(Last Updated on September 17, 2015 by Editor)
ZIMBABWE – Politicians have been recalled for a special sitting a day after president Mugabe accidentally repeated a speech he gave last month.
Harare – President Robert Mugabe’s warning that rigid new controls could be imposed upon the media industry was a “blatant threat” that could trigger fresh assaults on press freedoms, a watchdog warned on Wednesday.
Mugabe, 91, reportedly slammed the private press at a luncheon to mark the opening of parliament on Tuesday, accusing reporters of telling “lies”.
“The journalism we are experiencing is not the journalism we expect. If we begin to take control now, rigid control, people should not then cry foul,” Mugabe said, according to the official Herald newspaper.
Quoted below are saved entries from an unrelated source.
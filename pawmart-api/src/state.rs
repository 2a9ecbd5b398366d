use pawmart_core::coupons::CouponDirectory;
use pawmart_core::gateway::PaymentGateway;
use pawmart_core::membership::MembershipLookup;
use pawmart_core::wallet::WalletService;
use pawmart_order::dispatcher::PaymentDispatcher;
use pawmart_order::poller::{PollerHandle, SessionPoller};
use pawmart_order::repository::OrderLedger;
use pawmart_pricing::shipping::ShippingRules;
use pawmart_pricing::{DiscountValidator, PricingEngine};
use std::collections::HashMap;
use std::sync::Arc;
use std::time::Duration;
use tokio::sync::Mutex;
use uuid::Uuid;

#[derive(Clone)]
pub struct AppState {
    pub ledger: Arc<dyn OrderLedger>,
    pub membership: Arc<dyn MembershipLookup>,
    pub pricing: Arc<PricingEngine>,
    pub validator: Arc<DiscountValidator>,
    pub dispatcher: Arc<PaymentDispatcher>,
    pub poller: Arc<SessionPoller>,
    /// Live session watchers by order id. Creating a new session for an
    /// order replaces (and cancels) its previous watcher.
    pub watchers: Arc<Mutex<HashMap<Uuid, PollerHandle>>>,
}

impl AppState {
    #[allow(clippy::too_many_arguments)]
    pub fn new(
        ledger: Arc<dyn OrderLedger>,
        wallet: Arc<dyn WalletService>,
        gateway: Arc<dyn PaymentGateway>,
        membership: Arc<dyn MembershipLookup>,
        coupons: Arc<dyn CouponDirectory>,
        shipping: ShippingRules,
        poll_interval: Duration,
        poll_timeout: Duration,
    ) -> Self {
        let dispatcher = Arc::new(PaymentDispatcher::new(
            Arc::clone(&ledger),
            wallet,
            Arc::clone(&gateway),
        ));
        let poller = Arc::new(SessionPoller::new(
            gateway,
            Arc::clone(&ledger),
            poll_interval,
            poll_timeout,
        ));

        Self {
            pricing: Arc::new(PricingEngine::new(shipping)),
            validator: Arc::new(DiscountValidator::new(coupons)),
            dispatcher,
            poller,
            watchers: Arc::new(Mutex::new(HashMap::new())),
            ledger,
            membership,
        }
    }

    /// Track the watch task for a pending order, cancelling any previous
    /// watcher the order had.
    pub async fn track_watcher(&self, order_id: Uuid, handle: PollerHandle) {
        let mut watchers = self.watchers.lock().await;
        if let Some(old) = watchers.insert(order_id, handle) {
            old.cancel();
        }
        watchers.retain(|_, h| !h.is_finished());
    }
}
He had been angered by claims in the private press that he was afraid of Joice Mujuru, the former vice president who was sacked in December and who appears to be on the point of launching her own party.
The Media Institute of Southern Africa’s-Zimbabwe “strongly condemned” Mugabe’s statement, saying “the threat underlines the dangers that continue to confront the media despite the adoption of a new constitution guaranteeing media freedom”.
“Clearly it demonstrates that… government can easily resort to media repression at the slightest of opportunities, using an array of undemocratic legislative instruments that remain at its disposal,” the press watchdog said.
Strict press laws were enacted in 2002 which led to the arrests of dozens of journalists. The Access to Information and Protection of Privacy Act (AIPPA) was slightly amended ahead of elections in 2008, but remains in force.
Mugabe was speaking after an embarrassing blunder in which he read the wrong speech at the opening of parliament. Legislators were summoned back to parliament on Wednesday afternoon, but the president did not attend.
Instead, Vice President Emmerson Mnangagwa submitted the correct speech to them.